Events
Online History Course: Jewish Women's Protest in the U.S.
This fall, join JWA and Central Synagogue for a deep dive into the protests of Jewish women, who have fought for change from factory floors to college campuses to legislative sessions. Learn with four leading scholars as they show how Jewish women’s voices and actions reshaped our cultural and political landscape. Register here.
Thursday, Nov 14, 8 PM ET—Tamar W. Carroll, Jewish Women’s Protest in the 20th Century
Jewish women have been involved in myriad forms of protest on countless social and political issues over the last century. What tactics have they taken, and how have different movements influenced each other? This talk will provide some snapshots of different approaches to social change Jewish women have pursued in the United States.
Tamar W. Carroll is Professor and Chair of the Department of History at Rochester Institute of Technology. Among other works, she is the author of Mobilizing New York: AIDS, Antipoverty, and Feminist Activism and the co-curator of “Whose Streets? Our Streets!”: New York City, 1980-2000.
Thursday, Nov 21, 8 PM ET—Annelise Orleck, Jewish Women and Labor Activism
Jewish women were at the heart of the labor movement in the U.S. From the picket line to the stage, their protests for fair wages, decent working conditions, and equal pay created change for American workers and shaped both labor and women's movements for years to come.
Annelise Orleck teaches U.S. history, Women's, Gender and Sexuality Studies, and Jewish Studies at Dartmouth College. She is the author of five books on the history of women, labor, immigration and poor people's movements. Among them are two works primarily on Jewish subjects: Common Sense and a Little Fire: Women and Working-Class Politics in the United States and Soviet Jewish Americans.
Thursday, Dec 5, 8 PM ET—Samira K. Mehta, Jewish Women and the Fight for Reproductive Justice
What roles did Jewish women play in the fight for abortion and birth control? How have they advocated for reproductive freedom in the years since Roe v. Wade? Learn about how their protest and activism have shaped the struggle for reproductive justice in the U.S in the 20th and 21st centuries.
Samira K. Mehta is Associate Professor of Women and Gender Studies and Jewish Studies at the University of Colorado Boulder, where she also serves as the Director of Jewish Studies. She is the author of Beyond Chrismukkah: The Christian-Jewish Interfaith Family in the United States, The Racism of People Who Love You: Essays on Mixed Race Belonging, and God Bless the Pill: Contraception and Sexuality in American Religion.

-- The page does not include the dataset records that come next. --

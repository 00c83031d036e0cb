// ABOUTME: Integration tests for the SQLite record store
// ABOUTME: Covers CRUD, uniqueness, cascade delete, ordering, and store-backed trend queries
//
// SPDX-License-Identifier: MIT OR Apache-2.0
// Copyright (c) 2025 FitTrack Contributors

#![allow(clippy::unwrap_used, clippy::expect_used, clippy::panic)]
#![allow(missing_docs)]

mod common;

use common::{
    create_test_database, create_test_meal_plan, create_test_subject, create_test_workout, date,
    record_entry,
};
use fittrack_intelligence::{ProgressStore, ProgressTrend, ReportAggregator, TrendEngine};
use fittrack_server::config::DatabaseUrl;
use fittrack_server::database::Database;
use fittrack_server::errors::ErrorCode;
use fittrack_server::models::{Difficulty, Subject, SubjectRequest};
use uuid::Uuid;

// ============================================================================
// Subjects
// ============================================================================

#[tokio::test]
async fn test_subject_create_and_lookup() {
    let db = create_test_database().await.unwrap();
    let subject = create_test_subject(&db, "alice", Some(70.0)).await.unwrap();

    let by_id = db.get_subject(subject.id).await.unwrap().unwrap();
    assert_eq!(by_id.username, "alice");
    assert_eq!(by_id.weight_kg, Some(70.0));
    assert_eq!(by_id.age, Some(30));

    let by_name = db.get_subject_by_username("alice").await.unwrap().unwrap();
    assert_eq!(by_name.id, subject.id);

    assert!(db.get_subject(Uuid::new_v4()).await.unwrap().is_none());
}

#[tokio::test]
async fn test_duplicate_username_rejected() {
    let db = create_test_database().await.unwrap();
    create_test_subject(&db, "alice", None).await.unwrap();

    let err = create_test_subject(&db, "alice", Some(60.0))
        .await
        .unwrap_err();
    let app_err = err.downcast_ref::<fittrack_server::errors::AppError>().unwrap();
    assert_eq!(app_err.code, ErrorCode::ResourceAlreadyExists);
}

#[tokio::test]
async fn test_subject_update_and_list() {
    let db = create_test_database().await.unwrap();
    let mut subject = create_test_subject(&db, "alice", Some(70.0)).await.unwrap();
    create_test_subject(&db, "bob", None).await.unwrap();

    subject
        .apply(SubjectRequest {
            username: "alice2".into(),
            age: Some(31),
            height_cm: None,
            weight_kg: Some(68.5),
        })
        .unwrap();
    db.update_subject(&subject).await.unwrap();

    let stored = db.get_subject(subject.id).await.unwrap().unwrap();
    assert_eq!(stored.username, "alice2");
    assert_eq!(stored.weight_kg, Some(68.5));
    assert_eq!(stored.height_cm, None);

    assert_eq!(db.list_subjects().await.unwrap().len(), 2);
}

#[tokio::test]
async fn test_update_unknown_subject_is_not_found() {
    let db = create_test_database().await.unwrap();
    let ghost = Subject::from_request(SubjectRequest {
        username: "ghost".into(),
        age: None,
        height_cm: None,
        weight_kg: None,
    })
    .unwrap();

    let err = db.update_subject(&ghost).await.unwrap_err();
    assert_eq!(err.code, ErrorCode::ResourceNotFound);

    let err = db.delete_subject(ghost.id).await.unwrap_err();
    assert_eq!(err.code, ErrorCode::ResourceNotFound);
}

#[tokio::test]
async fn test_delete_subject_cascades_progress() {
    let db = create_test_database().await.unwrap();
    let subject = create_test_subject(&db, "alice", Some(70.0)).await.unwrap();
    record_entry(&db, subject.id, date(2025, 1, 1), 70.0, 1)
        .await
        .unwrap();
    record_entry(&db, subject.id, date(2025, 1, 2), 69.5, 1)
        .await
        .unwrap();

    db.delete_subject(subject.id).await.unwrap();

    assert!(db.get_subject(subject.id).await.unwrap().is_none());
    assert!(db.list_progress_entries(subject.id).await.unwrap().is_empty());
}

// ============================================================================
// Workouts and meal plans
// ============================================================================

#[tokio::test]
async fn test_workout_crud_and_difficulty_filter() {
    let db = create_test_database().await.unwrap();
    let run = create_test_workout(&db, "Run", 30, 300.0, Some(Difficulty::Intermediate))
        .await
        .unwrap();
    create_test_workout(&db, "Walk", 45, 150.0, Some(Difficulty::Beginner))
        .await
        .unwrap();
    create_test_workout(&db, "Stretch", 15, 40.0, None)
        .await
        .unwrap();

    assert_eq!(db.list_workouts(None).await.unwrap().len(), 3);

    let beginner = db.list_workouts(Some(Difficulty::Beginner)).await.unwrap();
    assert_eq!(beginner.len(), 1);
    assert_eq!(beginner[0].name, "Walk");

    let stored = db.get_workout(run.id).await.unwrap().unwrap();
    assert_eq!(stored.difficulty, Some(Difficulty::Intermediate));
    assert_eq!(stored.duration_minutes, 30);

    db.delete_workout(run.id).await.unwrap();
    assert!(db.get_workout(run.id).await.unwrap().is_none());
    assert_eq!(
        db.delete_workout(run.id).await.unwrap_err().code,
        ErrorCode::ResourceNotFound
    );
}

#[tokio::test]
async fn test_meal_plan_name_filter_is_case_insensitive() {
    let db = create_test_database().await.unwrap();
    create_test_meal_plan(&db, "Vegan Breakfast", 450).await.unwrap();
    create_test_meal_plan(&db, "Keto Dinner", 800).await.unwrap();

    let matches = db.list_meal_plans(Some("breakfast")).await.unwrap();
    assert_eq!(matches.len(), 1);
    assert_eq!(matches[0].plan_name, "Vegan Breakfast");

    assert!(db.list_meal_plans(Some("lunch")).await.unwrap().is_empty());
    assert_eq!(db.list_meal_plans(None).await.unwrap().len(), 2);
}

// ============================================================================
// Progress log
// ============================================================================

#[tokio::test]
async fn test_progress_entries_newest_first() {
    let db = create_test_database().await.unwrap();
    let subject = create_test_subject(&db, "alice", Some(70.0)).await.unwrap();

    record_entry(&db, subject.id, date(2025, 1, 1), 71.0, 1)
        .await
        .unwrap();
    record_entry(&db, subject.id, date(2025, 1, 3), 70.0, 0)
        .await
        .unwrap();
    let later_same_day = record_entry(&db, subject.id, date(2025, 1, 3), 69.8, 1)
        .await
        .unwrap();
    record_entry(&db, subject.id, date(2025, 1, 2), 70.5, 1)
        .await
        .unwrap();

    let all = db.list_progress_entries(subject.id).await.unwrap();
    let dates: Vec<_> = all.iter().map(|e| e.date).collect();
    assert_eq!(
        dates,
        vec![
            date(2025, 1, 3),
            date(2025, 1, 3),
            date(2025, 1, 2),
            date(2025, 1, 1)
        ]
    );
    assert_eq!(all[0].id, later_same_day.id);

    let recent = db.recent_progress(subject.id, 2).await.unwrap();
    assert_eq!(recent.len(), 2);
    assert_eq!(recent[0].id, later_same_day.id);

    let since = db
        .progress_since(subject.id, date(2025, 1, 2))
        .await
        .unwrap();
    assert_eq!(since.len(), 3);
}

#[tokio::test]
async fn test_progress_for_unknown_subject_is_not_found() {
    let db = create_test_database().await.unwrap();
    let err = record_entry(&db, Uuid::new_v4(), date(2025, 1, 1), 70.0, 1)
        .await
        .unwrap_err();
    let app_err = err.downcast_ref::<fittrack_server::errors::AppError>().unwrap();
    assert_eq!(app_err.code, ErrorCode::ResourceNotFound);
}

// ============================================================================
// Store-backed trend components
// ============================================================================

#[tokio::test]
async fn test_missing_workout_window_is_inclusive() {
    let db = create_test_database().await.unwrap();
    let subject = create_test_subject(&db, "alice", None).await.unwrap();
    let today = date(2025, 1, 10);

    record_entry(&db, subject.id, date(2025, 1, 6), 70.0, 1)
        .await
        .unwrap();
    let engine = TrendEngine::new(&db);
    let alert = engine.missing_workout_alert(subject.id, today).await.unwrap();
    assert!(alert.alert);
    assert_eq!(alert.message, "You've missed workouts recently!");

    record_entry(&db, subject.id, date(2025, 1, 7), 70.0, 1)
        .await
        .unwrap();
    let alert = engine.missing_workout_alert(subject.id, today).await.unwrap();
    assert!(!alert.alert);
    assert_eq!(alert.message, "No missing workouts.");
}

#[tokio::test]
async fn test_trend_and_rest_days_from_store() {
    let db = create_test_database().await.unwrap();
    let subject = create_test_subject(&db, "alice", Some(72.0)).await.unwrap();
    let engine = TrendEngine::new(&db);

    assert_eq!(
        engine.progress_trend(subject.id).await.unwrap(),
        ProgressTrend::InsufficientData
    );

    record_entry(&db, subject.id, date(2025, 1, 1), 72.0, 1)
        .await
        .unwrap();
    record_entry(&db, subject.id, date(2025, 1, 2), 71.5, 2)
        .await
        .unwrap();
    assert_eq!(
        engine.progress_trend(subject.id).await.unwrap(),
        ProgressTrend::Decreasing
    );
    assert_eq!(
        engine
            .suggest_rest_days(subject.id)
            .await
            .unwrap()
            .rest_days_recommended,
        0
    );

    record_entry(&db, subject.id, date(2025, 1, 3), 71.5, 1)
        .await
        .unwrap();
    assert_eq!(
        engine.progress_trend(subject.id).await.unwrap(),
        ProgressTrend::StableOrIncreasing
    );
    assert_eq!(
        engine
            .suggest_rest_days(subject.id)
            .await
            .unwrap()
            .rest_days_recommended,
        1
    );
}

#[tokio::test]
async fn test_report_sums_full_history() {
    let db = create_test_database().await.unwrap();
    let subject = create_test_subject(&db, "alice", Some(75.0)).await.unwrap();

    let report = ReportAggregator::generate(&db, subject.id).await.unwrap();
    assert_eq!(report.total_workouts_completed, 0);
    assert_eq!(report.current_weight, Some(75.0));

    for (day, weight) in [(1, 74.0), (2, 73.5), (3, 73.0), (4, 72.8)] {
        record_entry(&db, subject.id, date(2025, 2, day), weight, 2)
            .await
            .unwrap();
    }

    let report = ReportAggregator::generate(&db, subject.id).await.unwrap();
    assert_eq!(report.username, "alice");
    assert_eq!(report.total_workouts_completed, 8);
    assert_eq!(report.current_weight, Some(72.8));
    assert_eq!(report.message, "Keep up the good work!");
}

// ============================================================================
// File-backed database
// ============================================================================

#[tokio::test]
async fn test_file_database_survives_reopen() {
    let dir = tempfile::tempdir().unwrap();
    let url = DatabaseUrl::SQLite {
        path: dir.path().join("fittrack.db"),
    };

    let subject_id = {
        let db = Database::new(&url).await.unwrap();
        let subject = create_test_subject(&db, "alice", Some(70.0)).await.unwrap();
        record_entry(&db, subject.id, date(2025, 1, 1), 70.0, 1)
            .await
            .unwrap();
        db.close().await;
        assert!(db.ping().await.is_err());
        subject.id
    };

    let reopened = Database::new(&url).await.unwrap();
    assert!(reopened.get_subject(subject_id).await.unwrap().is_some());
    assert_eq!(
        reopened.list_progress_entries(subject_id).await.unwrap().len(),
        1
    );
}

Thursday, Dec. 12, 8 PM ET—Jillian M. Hinderliter, Jewish Women and the Women’s Health Movement
Drawing directly from archival collections and feminist publications from the 1970s, Jillian Hinderliter will explore how American Jewish women helped create the women's health movement and the role Jewish identity played in shaping their health activism.
Jillian M. Hinderliter is Assistant Professor in the Department of Women’s and Gender Studies and the Moses M. and Hannah L. Malkin Fellow in Jewish History and Culture at the University of North Carolina at Chapel Hill. She teaches courses on Jewish women in America since 1654, feminist thought, and women’s health activism in the twentieth-century United States.
January Book Talks
Join JWA on Thursdays, January 16-30, at 8 PM ET for exciting conversations with innovative authors. Register here.
Thursday, Jan 16, 8 PM ET—Anya Liftig, Holler Rat: A Memoir
Anya Liftig grew up with her feet in two very different worlds. While her mother's upbringing was so rural that the other kids called her "holler rat," her father came from a comfortable, upper-middle-class Jewish family. A funny, vivid, and heartbreaking memoir about forging identity in the chasm between cultures and classes.
Thursday, Jan 23, 8 PM ET—Maira Kalman, Still Life with Remorse
Maira Kalman uses her signature wit and tenderness to reveal how family history plays an influential role in all of our work, lives, and perspectives. Still Life with Remorse illuminates the powerful universal truths in our most personal family stories.
Thursday, Jan 23, 8 PM ET—Rachel Somerstein, Invisible Labor: The Untold Story of the Cesarean Section
An incisive yet personal look at the science and history of the most common surgery performed in America—the cesarean section—and an exposé on the disturbing state of maternal medical care.